What is a Blog Actually?
A blog is a discussion or informational site published on the World Wide Web and consisting of discrete entries (“posts”) typically displayed in reverse chronological order (the most recent post appears first). Until 2009 blogs were usually the work of a single individual, occasionally of a small group, and often were themed on a single subject. More recently “multi-author blogs” (MABs) have developed, with posts written by large numbers of authors and professionally edited. MABs from newspapers, other media outlets, universities, think tanks, interest groups and similar institutions account for an increasing quantity of blog traffic. The rise of Twitter and other “micro blogging” systems helps integrate MABs and single-author blogs into societal new streams. Blog can also be used as a verb, meaning to maintain or add content to a blog.

The emergence and growth of blogs in the late 1990s coincided with the advent of web publishing tools that facilitated the posting of content by non-technical users. (Previously, a knowledge of such technologies as HTML and FTP had been required to publish content on the Web.)

Although not a requirement, most good quality blogs are interactive, allowing visitors to leave comments and even message each other via GUI widgets on the blogs, and it is this interactivity that distinguishes them from other static websites. In that sense, blogging can be seen as a form of social networking. Indeed, bloggers do not only produce content to post on their blogs, but also build social relations with their readers and other bloggers.

Many blogs provide commentary on a particular subject; others function as more personal online diaries; others function more as online brand advertising of a particular individual or company. A typical blog combines text, images, and links to other blogs, Web pages, and other media related to its topic. The ability of readers to leave comments in an interactive format is an important contribution to the popularity of many blogs. Most blogs are primarily textual, although some focus on art (art blogs), photographs (photoblogs), videos (video blogs or “vlogs”), music (MP3 blogs), and audio (podcasts). Micro blogging is another type of blogging, featuring very short posts. In education, blogs can be used as instructional resources. These blogs are referred to as edublogs.

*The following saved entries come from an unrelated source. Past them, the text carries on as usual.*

// SPDX-License-Identifier: Apache-2.0 OR MIT
// Copyright (c) 2025-2026 naskel.com

//! Goal, cancel and result protocol types (action_msgs numbering).

use std::fmt;
use std::time::SystemTime;

/// Payload types of one action. Payloads are opaque to the server.
pub trait ActionType: Send + Sync + 'static {
    type Goal: Send + Sync + 'static;
    type Result: Clone + Send + Sync + 'static;
    type Feedback: Clone + Send + Sync + 'static;

    /// Fully qualified type name, e.g. `example_interfaces/action/Fibonacci`.
    fn type_name() -> &'static str;
}

/// 16-byte goal identifier chosen by the client.
#[derive(Clone, Copy, PartialEq, Eq, Hash, PartialOrd, Ord, Default)]
pub struct GoalId([u8; 16]);

impl GoalId {
    #[must_use]
    pub const fn from_bytes(bytes: [u8; 16]) -> Self {
        Self(bytes)
    }

    #[must_use]
    pub const fn from_u128(value: u128) -> Self {
        Self(value.to_be_bytes())
    }

    #[must_use]
    pub const fn as_bytes(&self) -> &[u8; 16] {
        &self.0
    }
}

impl fmt::Display for GoalId {
    fn fmt(&self, f: &mut fmt::Formatter<'_>) -> fmt::Result {
        for byte in &self.0 {
            write!(f, "{byte:02x}")?;
        }
        Ok(())
    }
}

impl fmt::Debug for GoalId {
    fn fmt(&self, f: &mut fmt::Formatter<'_>) -> fmt::Result {
        write!(f, "GoalId({self})")
    }
}

/// Goal id plus the time the server accepted it.
#[derive(Debug, Clone, Copy, PartialEq, Eq)]
pub struct GoalInfo {
    pub goal_id: GoalId,
    pub stamp: SystemTime,
}

/// Goal lifecycle state.
#[derive(Debug, Clone, Copy, PartialEq, Eq, Hash)]
#[repr(i8)]
pub enum GoalStatus {
    Unknown = 0,
    Accepted = 1,
    Executing = 2,
    Canceling = 3,
    Succeeded = 4,
    Canceled = 5,
    Aborted = 6,
}

impl GoalStatus {
    #[must_use]
    pub fn from_i8(value: i8) -> Option<Self> {
        match value {
            0 => Some(Self::Unknown),
            1 => Some(Self::Accepted),
            2 => Some(Self::Executing),
            3 => Some(Self::Canceling),
            4 => Some(Self::Succeeded),
            5 => Some(Self::Canceled),
            6 => Some(Self::Aborted),
            _ => None,
        }
    }

    #[must_use]
    pub const fn as_i8(self) -> i8 {
        self as i8
    }

    /// SUCCEEDED, CANCELED or ABORTED.
    #[must_use]
    pub const fn is_terminal(self) -> bool {
        matches!(self, Self::Succeeded | Self::Canceled | Self::Aborted)
    }

    /// ACCEPTED, EXECUTING or CANCELING.
    #[must_use]
    pub const fn is_active(self) -> bool {
        matches!(self, Self::Accepted | Self::Executing | Self::Canceling)
    }
}

/// Decision of the goal callback.
#[derive(Debug, Clone, Copy, PartialEq, Eq)]
pub enum GoalResponse {
    Reject,
    Accept,
}

/// Decision of the cancel callback.
#[derive(Debug, Clone, Copy, PartialEq, Eq)]
pub enum CancelResponse {
    Reject,
    Accept,
}

/// Correlates a service request with its reply.
#[derive(Debug, Clone, Copy, PartialEq, Eq, Hash, PartialOrd, Ord)]
pub struct RequestId(pub u64);

#[derive(Debug, Clone, PartialEq)]
pub struct GoalRequest<G> {
    pub goal_id: GoalId,
    pub goal: G,
}

#[derive(Debug, Clone, Copy, PartialEq, Eq)]
pub struct GoalReply {
    pub accepted: bool,
    pub stamp: SystemTime,
}

/// Which goals a cancel request targets.
///
/// | `goal_id` | `before` | targets |
/// |-----------|----------|---------|
/// | none | none | every goal |
/// | id | none | that goal |
/// | none | t | goals accepted at or before `t` |
/// | id | t | the union of both |
#[derive(Debug, Clone, Copy, PartialEq, Eq, Default)]
pub struct CancelRequest {
    pub goal_id: Option<GoalId>,
    pub before: Option<SystemTime>,
}

impl CancelRequest {
    #[must_use]
    pub fn all() -> Self {
        Self::default()
    }

    #[must_use]
    pub fn goal(goal_id: GoalId) -> Self {
        Self {
            goal_id: Some(goal_id),
            before: None,
        }
    }

    #[must_use]
    pub fn before(stamp: SystemTime) -> Self {
        Self {
            goal_id: None,
            before: Some(stamp),
        }
    }

    pub(crate) fn matches(&self, info: &GoalInfo) -> bool {
        match (self.goal_id, self.before) {
            (None, None) => true,
            (Some(id), None) => info.goal_id == id,
            (None, Some(t)) => info.stamp <= t,
            (Some(id), Some(t)) => info.goal_id == id || info.stamp <= t,
        }
    }
}

#[derive(Debug, Clone, Copy, PartialEq, Eq)]
#[repr(i8)]
pub enum CancelReturnCode {
    None = 0,
    Rejected = 1,
    UnknownGoalId = 2,
    GoalTerminated = 3,
}

#[derive(Debug, Clone, PartialEq, Eq)]
pub struct CancelReply {
    pub return_code: CancelReturnCode,
    pub goals_canceling: Vec<GoalInfo>,
}

#[derive(Debug, Clone, Copy, PartialEq, Eq)]
pub struct ResultRequest {
    pub goal_id: GoalId,
}

/// Reply to a result request. `Unknown` status with no result for goals
/// the server does not track.
#[derive(Debug, Clone, PartialEq)]
pub struct ResultReply<R> {
    pub status: GoalStatus,
    pub result: Option<R>,
}

impl<R> ResultReply<R> {
    #[must_use]
    pub fn unknown() -> Self {
        Self {
            status: GoalStatus::Unknown,
            result: None,
        }
    }
}

#[derive(Debug, Clone, Copy, PartialEq, Eq)]
pub struct GoalStatusEntry {
    pub info: GoalInfo,
    pub status: GoalStatus,
}

/// Snapshot of every goal the server retains, ordered by stamp then id.
#[derive(Debug, Clone, PartialEq, Eq, Default)]
pub struct GoalStatusArray {
    pub status_list: Vec<GoalStatusEntry>,
}

impl GoalStatusArray {
    #[must_use]
    pub fn status_of(&self, goal_id: GoalId) -> Option<GoalStatus> {
        self.status_list
            .iter()
            .find(|entry| entry.info.goal_id == goal_id)
            .map(|entry| entry.status)
    }

    #[must_use]
    pub fn len(&self) -> usize {
        self.status_list.len()
    }

    #[must_use]
    pub fn is_empty(&self) -> bool {
        self.status_list.is_empty()
    }
}
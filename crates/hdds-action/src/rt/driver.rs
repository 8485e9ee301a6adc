// SPDX-License-Identifier: Apache-2.0 OR MIT
// Copyright (c) 2025-2026 naskel.com

//! Epoch-based wake driver.
//!
//! Every signal bumps an epoch counter and wakes all sleepers. A waiter
//! snapshots the epoch before inspecting its entities and then blocks only
//! while the epoch is unchanged, so a signal raised between the inspection
//! and the block is never lost.

use parking_lot::{Condvar, Mutex};
use std::time::Instant;

/// Wake primitive shared between a waitset and its entities.
#[derive(Debug, Default)]
pub struct WaitDriver {
    epoch: Mutex<u64>,
    condvar: Condvar,
}

impl WaitDriver {
    #[must_use]
    pub fn new() -> Self {
        Self::default()
    }

    /// Current epoch. Take it *before* polling readiness.
    #[must_use]
    pub fn epoch(&self) -> u64 {
        *self.epoch.lock()
    }

    /// Wake every thread blocked in [`wait_until`](Self::wait_until).
    pub fn notify(&self) {
        let mut epoch = self.epoch.lock();
        *epoch = epoch.wrapping_add(1);
        self.condvar.notify_all();
    }

    /// Block until the epoch moves past `seen` or `deadline` passes.
    ///
    /// Returns `true` when woken by a signal, `false` on deadline.
    pub fn wait_until(&self, seen: u64, deadline: Option<Instant>) -> bool {
        let mut epoch = self.epoch.lock();
        while *epoch == seen {
            match deadline {
                Some(deadline) => {
                    if self.condvar.wait_until(&mut epoch, deadline).timed_out() {
                        return *epoch != seen;
                    }
                }
                None => self.condvar.wait(&mut epoch),
            }
        }
        true
    }
}
// SPDX-License-Identifier: Apache-2.0 OR MIT
// Copyright (c) 2025-2026 naskel.com

//! Error taxonomy shared by the waitset and action layers.
//!
//! Contract errors (`InvalidTransition`, `AlreadyTerminal`, `GoalIdConflict`)
//! are reported as-is and never coerced into another transition. Capacity
//! and registration errors are recoverable by the executor: rebuild the
//! waitset with adjusted membership and retry. Transport failures come from
//! the collaborator layer and never roll back a transition that already
//! happened; retry the publish step instead.

use crate::action::{GoalId, GoalStatus};
use crate::entity::EntityKind;
use thiserror::Error;

/// Boxed error raised by a transport implementation.
pub type TransportError = Box<dyn std::error::Error + Send + Sync + 'static>;

/// Errors returned by waitset and action server operations.
#[derive(Debug, Error)]
pub enum Error {
    /// The waitset has no free slot left for this entity kind.
    #[error("waitset capacity exceeded for {kind:?} (max {capacity})")]
    CapacityExceeded { kind: EntityKind, capacity: usize },

    /// The entity already belongs to a live waitset.
    #[error("entity {entity_id} already registered with waitset {wait_set_id}")]
    AlreadyRegistered { entity_id: u64, wait_set_id: u64 },

    /// The requested goal transition is not allowed from the current state.
    #[error("goal {goal_id}: invalid transition {from:?} -> {to:?}")]
    InvalidTransition {
        goal_id: GoalId,
        from: GoalStatus,
        to: GoalStatus,
    },

    /// The goal already reached SUCCEEDED, ABORTED or CANCELED.
    #[error("goal {goal_id} already terminal ({status:?})")]
    AlreadyTerminal { goal_id: GoalId, status: GoalStatus },

    /// A goal with the same id is already tracked by the server.
    #[error("goal id {0} already in use")]
    GoalIdConflict(GoalId),

    /// No goal with this id is tracked by the server.
    #[error("unknown goal {0}")]
    UnknownGoal(GoalId),

    /// Failure propagated from the transport collaborator.
    #[error("transport failure: {0}")]
    TransportFailure(#[source] TransportError),

    /// Invalid argument or incomplete configuration.
    #[error("invalid argument: {0}")]
    InvalidArgument(String),
}

impl Error {
    /// Wrap any transport-level error.
    pub fn transport(err: impl Into<TransportError>) -> Self {
        Self::TransportFailure(err.into())
    }

    /// True for errors the executor recovers from by rebuilding the waitset.
    #[must_use]
    pub fn is_recoverable(&self) -> bool {
        matches!(
            self,
            Self::CapacityExceeded { .. } | Self::AlreadyRegistered { .. }
        )
    }
}

/// Convenient alias for results using the crate `Error` type.
pub type Result<T> = core::result::Result<T, Error>;

#[cfg(test)]
mod tests {
    use super::*;

    #[test]
    fn transport_error_keeps_source() {
        let err = Error::transport("link down");
        assert!(err.to_string().contains("link down"));
        assert!(std::error::Error::source(&err).is_some());
        assert!(!err.is_recoverable());
    }

    #[test]
    fn capacity_errors_are_recoverable() {
        let err = Error::CapacityExceeded {
            kind: EntityKind::Timer,
            capacity: 2,
        };
        assert!(err.is_recoverable());
        assert!(err.to_string().contains("max 2"));
    }

    #[test]
    fn transition_error_names_both_states() {
        let err = Error::InvalidTransition {
            goal_id: GoalId::from_bytes([0xab; 16]),
            from: GoalStatus::Succeeded,
            to: GoalStatus::Executing,
        };
        let text = err.to_string();
        assert!(text.contains("Succeeded"));
        assert!(text.contains("Executing"));
        assert!(text.contains("abab"));
    }
}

What are the Minimum Basic Elements required for Blog?
Dates are a big giveaway. By definition a blog is a journal, and by convention it is a journal organized by posting date. No other type of web site places such strong emphasis on when content was created. As such, seeing a date is usually a good indicator that you are reading either a blog or a journal/newsletter.

Comment counts:  Comments and suggestions in the form of feedback , keeps a blog live. A blog should need to have a section for comments and suggestions , which will help in improving the quality content of the blog. The other major aspect of blogging is the community behind it. A blog with comments disabled is barely a blog at all and as such, seeing the customary “x comments” text near the post title or succeeding the post itself is a sure sign of blogs abound.

Author names:  Who is writing the content, it might be you, a guest writer, a famous personality, it can be anyone who can contribute.  A good blog tends to be regularly updated, and shares some of the personality of the author. Many blogs therefore include the author’s name along with each post. Of course, it’s not always necessary.

RSS icons and counters:  Have a look in your RSS reader. How many of the feeds that you’re subscribed to are from blogs? A good number I’d say, and so it is with good reason that large RSS icons and FeedBurner buttons can safely be attributed as aspects of a blog design.

Right sidebar:  This is optional though, but this design style is more of a stereotype than a reasoned element of a blog design. Any type of web site can have a right sidebar, and blogs can of course have left/no sidebars. However, there is still some truth left in the old stereotype. If you had to picture the typical 2-column blog layout, which side would the sidebar be on?

Valid and Readable Content

Date-based archives:  Date based archives are a useless accessory for most blogs. However, when they are seen they are a guaranteed sign of a blog. Blogs began as online diaries, giving rise to the popularity of browsing blogs by date. As blogs have evolved though, such archives have grown superfluous and are less commonly seen now.